TURKISH JOURNAL OF PLASTIC SURGERY, vol.30, no.2, pp.44-46, 2022 (ESCI) identifier

  • Publication Type: Article / Review
  • Volume: 30 Issue: 2
  • Publication Date: 2022
  • Doi Number: 10.4103/tjps.tjps_40_21
  • Journal Indexes: Emerging Sources Citation Index (ESCI), Scopus
  • Page Numbers: pp.44-46
  • Keywords: Cleft palate, osteotomy, palatoplasty, segmental bone resection, surgical technique
  • Bezmialem Vakıf University Affiliated: Yes


The traditional two-flap palatoplasty technique described by Veau-Wardill-Kilner is a two-flap palatoplasty suggests a posterior pushback movement of flaps should require an intact pedicle.
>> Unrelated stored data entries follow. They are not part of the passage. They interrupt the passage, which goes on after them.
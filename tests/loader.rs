use std::collections::{BTreeSet, HashMap};
use std::sync::Arc;
use std::time::Duration;

use async_trait::async_trait;
use futures::future;
use parking_lot::Mutex;
use tickload::{BatchFunction, BoxError, KeyedLoader, LoadContext, LoadError, Loader};
use tokio_util::sync::CancellationToken;

#[derive(Debug, PartialEq, Eq, Clone)]
struct DummyData(String);

/// Serves values from a fixed map and records the key set of every call.
struct DummyDataLoader {
    map: HashMap<i64, String>,
    calls: Arc<Mutex<Vec<BTreeSet<i64>>>>,
}

impl DummyDataLoader {
    fn new(entries: &[(i64, &str)]) -> (Self, Arc<Mutex<Vec<BTreeSet<i64>>>>) {
        let calls = Arc::new(Mutex::new(Vec::new()));
        let map = entries.iter().map(|(k, v)| (*k, v.to_string())).collect();
        (Self { map, calls: calls.clone() }, calls)
    }
}

#[async_trait]
impl BatchFunction<i64, DummyData> for DummyDataLoader {
    async fn load(
        &self,
        keys: &[i64],
        _cancel: &CancellationToken,
    ) -> Result<HashMap<i64, DummyData>, BoxError> {
        self.calls.lock().push(keys.iter().copied().collect());
        Ok(keys
            .iter()
            .filter_map(|k| self.map.get(k).cloned().map(|v| (*k, DummyData(v))))
            .collect())
    }
}

fn data(s: &str) -> Option<DummyData> {
    Some(DummyData(s.to_owned()))
}

#[tokio::test]
async fn basic_load() {
    let context = LoadContext::new();
    let (batch_fn, calls) = DummyDataLoader::new(&[(42, "Foo")]);
    let loader = KeyedLoader::new(&context, batch_fn);

    let value = loader.load(42);
    context.drain(CancellationToken::new()).await;

    assert_eq!(value.await.unwrap(), data("Foo"));
    assert_eq!(calls.lock().len(), 1);
}

#[tokio::test]
async fn distinct_keys_share_one_fetch() {
    let context = LoadContext::new();
    let (batch_fn, calls) = DummyDataLoader::new(&[(1, "one"), (2, "two")]);
    let loader = KeyedLoader::new(&context, batch_fn);

    let one = loader.load(1);
    let two = loader.load(2);
    let one_again = loader.load(1);
    assert_eq!(context.runnable_len(), 1);

    let summary = context.drain(CancellationToken::new()).await;
    assert_eq!(summary.batches, 1);
    assert_eq!(*calls.lock(), vec![BTreeSet::from([1, 2])]);

    assert_eq!(one.await.unwrap(), data("one"));
    assert_eq!(two.await.unwrap(), data("two"));
    assert_eq!(one_again.await.unwrap(), data("one"));
}

#[tokio::test]
async fn repeated_key_is_fetched_once() {
    let context = LoadContext::new();
    let (batch_fn, calls) = DummyDataLoader::new(&[(7, "seven")]);
    let loader = KeyedLoader::new(&context, batch_fn);

    let requests = (0..20).map(|_| loader.load(7)).collect::<Vec<_>>();
    assert_eq!(loader.pending_len(), 1);
    context.drain(CancellationToken::new()).await;

    assert_eq!(*calls.lock(), vec![BTreeSet::from([7])]);
    for value in future::join_all(requests).await {
        assert_eq!(value.unwrap(), data("seven"));
    }
}

#[tokio::test]
async fn batches_do_not_span_drains() {
    let context = LoadContext::new();
    let (batch_fn, calls) = DummyDataLoader::new(&[(42, "Foo")]);
    let loader = KeyedLoader::new(&context, batch_fn);

    let first = loader.load(42);
    context.drain(CancellationToken::new()).await;
    let second = loader.load(42);
    context.drain(CancellationToken::new()).await;

    assert_eq!(first.await.unwrap(), data("Foo"));
    assert_eq!(second.await.unwrap(), data("Foo"));
    assert_eq!(calls.lock().len(), 2);
}

#[tokio::test]
async fn missing_key_resolves_to_none() {
    let context = LoadContext::new();
    let (batch_fn, _calls) = DummyDataLoader::new(&[(5, "red fish")]);
    let loader = KeyedLoader::new(&context, batch_fn);

    let present = loader.load(5);
    let missing = loader.load(99);
    context.drain(CancellationToken::new()).await;

    assert_eq!(present.await.unwrap(), data("red fish"));
    assert_eq!(missing.await.unwrap(), None);
}

#[tokio::test]
async fn basic_load_many() {
    let context = LoadContext::new();
    let (batch_fn, calls) = DummyDataLoader::new(&[
        (42, "one fish"),
        (12, "two fish"),
        (5, "red fish"),
        (8, "blue fish"),
    ]);
    let loader = KeyedLoader::new(&context, batch_fn);

    let (values, _) = future::join(
        loader.load_many(vec![5, 12, 8, 12, 77]),
        context.drain(CancellationToken::new()),
    )
    .await;

    assert_eq!(
        values.unwrap(),
        vec![data("red fish"), data("two fish"), data("blue fish"), data("two fish"), None]
    );
    assert_eq!(*calls.lock(), vec![BTreeSet::from([5, 8, 12, 77])]);
}

#[tokio::test]
async fn load_async() {
    let context = LoadContext::new();
    let (batch_fn, calls) = DummyDataLoader::new(&[
        (42, "one fish"),
        (12, "two fish"),
        (5, "red fish"),
        (8, "blue fish"),
    ]);
    let loader = KeyedLoader::new(&context, batch_fn);

    let tuple = future::join4(
        loader.load(5),
        loader.load_many(vec![5, 42]),
        loader.load(99),
        loader.load(12),
    );
    let (tuple, _) = future::join(tuple, context.drain(CancellationToken::new())).await;

    assert_eq!(tuple.0.unwrap(), data("red fish"));
    assert_eq!(tuple.1.unwrap(), vec![data("red fish"), data("one fish")]);
    assert_eq!(tuple.2.unwrap(), None);
    assert_eq!(tuple.3.unwrap(), data("two fish"));
    assert_eq!(calls.lock().len(), 1);
}

#[tokio::test]
async fn keyless_requests_share_one_fetch() {
    let context = LoadContext::new();
    let calls = Arc::new(Mutex::new(0));
    let loader: Loader<Arc<Vec<String>>> = Loader::new(&context, {
        let calls = calls.clone();
        move |_cancel: CancellationToken| {
            let calls = calls.clone();
            async move {
                *calls.lock() += 1;
                Ok::<_, BoxError>(Arc::new(vec!["Title 1".to_owned(), "Title 2".to_owned()]))
            }
        }
    });

    let requests = (0..3).map(|_| loader.load()).collect::<Vec<_>>();
    assert!(loader.is_pending());
    context.drain(CancellationToken::new()).await;
    assert!(!loader.is_pending());

    let values = future::try_join_all(requests).await.unwrap();
    assert_eq!(*calls.lock(), 1);
    assert!(values.iter().all(|books| Arc::ptr_eq(books, &values[0])));
    assert_eq!(values[0].len(), 2);
}

#[tokio::test]
async fn fetch_failure_reaches_every_caller() {
    let context = LoadContext::new();
    let loader: KeyedLoader<u8, u8> =
        KeyedLoader::new(&context, |_keys: Vec<u8>, _cancel: CancellationToken| async {
            Err::<HashMap<u8, u8>, _>("database unavailable")
        });

    let a = loader.load(1);
    let b = loader.load(2);
    let b_again = loader.load(2);
    context.drain(CancellationToken::new()).await;

    for result in [a.await, b.await, b_again.await] {
        match result {
            Err(LoadError::Fetch(err)) => assert_eq!(err.to_string(), "database unavailable"),
            other => panic!("expected fetch failure, got {:?}", other),
        }
    }
}

#[tokio::test]
async fn keyless_fetch_failure_reaches_every_caller() {
    let context = LoadContext::new();
    let loader: Loader<u32> = Loader::new(&context, |_cancel: CancellationToken| async {
        Err::<u32, _>("quota exceeded")
    });

    let requests = (0..3).map(|_| loader.load()).collect::<Vec<_>>();
    let summary = context.drain(CancellationToken::new()).await;
    assert_eq!(summary.batches, 1);

    for result in future::join_all(requests).await {
        match result {
            Err(LoadError::Fetch(err)) => assert_eq!(err.to_string(), "quota exceeded"),
            other => panic!("expected fetch failure, got {:?}", other),
        }
    }
}

#[tokio::test]
async fn keyless_fetch_is_cancelled_in_flight() {
    let context = LoadContext::new();
    let calls = Arc::new(Mutex::new(0));
    let loader: Loader<u32> = Loader::new(&context, {
        let calls = calls.clone();
        move |_cancel: CancellationToken| {
            *calls.lock() += 1;
            future::pending::<Result<u32, BoxError>>()
        }
    });

    let first = loader.load();
    let second = loader.load();
    let cancel = CancellationToken::new();
    let trigger = cancel.clone();
    future::join(context.drain(cancel), async move {
        tokio::time::sleep(Duration::from_millis(10)).await;
        trigger.cancel();
    })
    .await;

    assert_eq!(*calls.lock(), 1);
    assert!(matches!(first.await, Err(LoadError::Cancelled)));
    assert!(matches!(second.await, Err(LoadError::Cancelled)));
}

#[tokio::test]
async fn keyless_fetch_is_skipped_when_already_cancelled() {
    let context = LoadContext::new();
    let calls = Arc::new(Mutex::new(0));
    let loader: Loader<u32> = Loader::new(&context, {
        let calls = calls.clone();
        move |_cancel: CancellationToken| {
            *calls.lock() += 1;
            future::ready(Ok::<u32, BoxError>(1))
        }
    });

    let value = loader.load();
    let cancel = CancellationToken::new();
    cancel.cancel();
    context.drain(cancel).await;

    assert!(matches!(value.await, Err(LoadError::Cancelled)));
    assert_eq!(*calls.lock(), 0);
}

#[tokio::test]
async fn failing_loader_does_not_abort_others() {
    let context = LoadContext::new();
    let failing: KeyedLoader<u8, u8> =
        KeyedLoader::new(&context, |_keys: Vec<u8>, _cancel: CancellationToken| async {
            Err::<HashMap<u8, u8>, _>("boom")
        });
    let (batch_fn, _calls) = DummyDataLoader::new(&[(1, "fine")]);
    let healthy = KeyedLoader::new(&context, batch_fn);

    let bad = failing.load(1);
    let good = healthy.load(1);
    let summary = context.drain(CancellationToken::new()).await;

    assert_eq!(summary.batches, 2);
    assert!(matches!(bad.await, Err(LoadError::Fetch(_))));
    assert_eq!(good.await.unwrap(), data("fine"));
}

#[tokio::test]
async fn composite_keys_are_tuples() {
    let context = LoadContext::new();
    let loader: KeyedLoader<(u32, &'static str), String> = KeyedLoader::new(
        &context,
        |keys: Vec<(u32, &'static str)>, _cancel: CancellationToken| async move {
            let labels = keys.into_iter().map(|key| (key, format!("{}:{}", key.1, key.0)));
            Ok::<_, BoxError>(labels.collect::<HashMap<_, _>>())
        },
    );

    let by_parts = loader.load_composite(3, "en");
    let by_tuple = loader.load((3, "en"));
    let other = loader.load_composite(3, "fr");
    assert_eq!(loader.pending_len(), 2);
    context.drain(CancellationToken::new()).await;

    assert_eq!(by_parts.await.unwrap().as_deref(), Some("en:3"));
    assert_eq!(by_tuple.await.unwrap().as_deref(), Some("en:3"));
    assert_eq!(other.await.unwrap().as_deref(), Some("fr:3"));
}

#[tokio::test]
async fn seven_part_composite_key() {
    let context = LoadContext::new();
    let loader: KeyedLoader<(u8, u8, u8, u8, u8, u8, u8), u8> = KeyedLoader::new(
        &context,
        |keys: Vec<(u8, u8, u8, u8, u8, u8, u8)>, _cancel: CancellationToken| async move {
            Ok::<_, BoxError>(
                keys.into_iter()
                    .map(|k| (k, k.0 + k.1 + k.2 + k.3 + k.4 + k.5 + k.6))
                    .collect::<HashMap<_, _>>(),
            )
        },
    );

    let sum = loader.load_composite(1, 2, 3, 4, 5, 6, 7);
    context.drain(CancellationToken::new()).await;
    assert_eq!(sum.await.unwrap(), Some(28));
}

#[cfg(feature = "stats")]
#[tokio::test]
async fn stats_count_requests_and_batches() {
    let context = LoadContext::new();
    let (batch_fn, _calls) = DummyDataLoader::new(&[(1, "one")]);
    let loader = KeyedLoader::new(&context, batch_fn);

    let _ = (loader.load(1), loader.load(1), loader.load(2));
    context.drain(CancellationToken::new()).await;

    let stats = loader.stats();
    assert_eq!(stats.requests, 3);
    assert_eq!(stats.deduplicated, 1);
    assert_eq!(stats.batches, 1);
    assert_eq!(stats.keys_fetched, 2);
    assert_eq!(stats.missing_keys, 1);
    assert_eq!(stats.failed_batches, 0);
}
Even a proper dissection of greater palatine vessels is done, some sort of tension burdens on the flaps due to the traction of the pedicle is inevitable. In addition to that, the right-angled flexion of the pedicle at the posteromedial bony corner of foramina palatinum majus diminishes blood flow. Particularly, in wide clefts, tight approximation of flap compromises the wound healing and resulting fistulas. A segmental bone resection from posteromedial wall of foramen palatinum majus as an outfracturing fashion is performed to assist a tension-free cleft palate repair. The more release of the pedicle from its hole loosens the flaps. It provides an easy posteromedial transposition of tissues. This maintains also most push-back movement of flaps.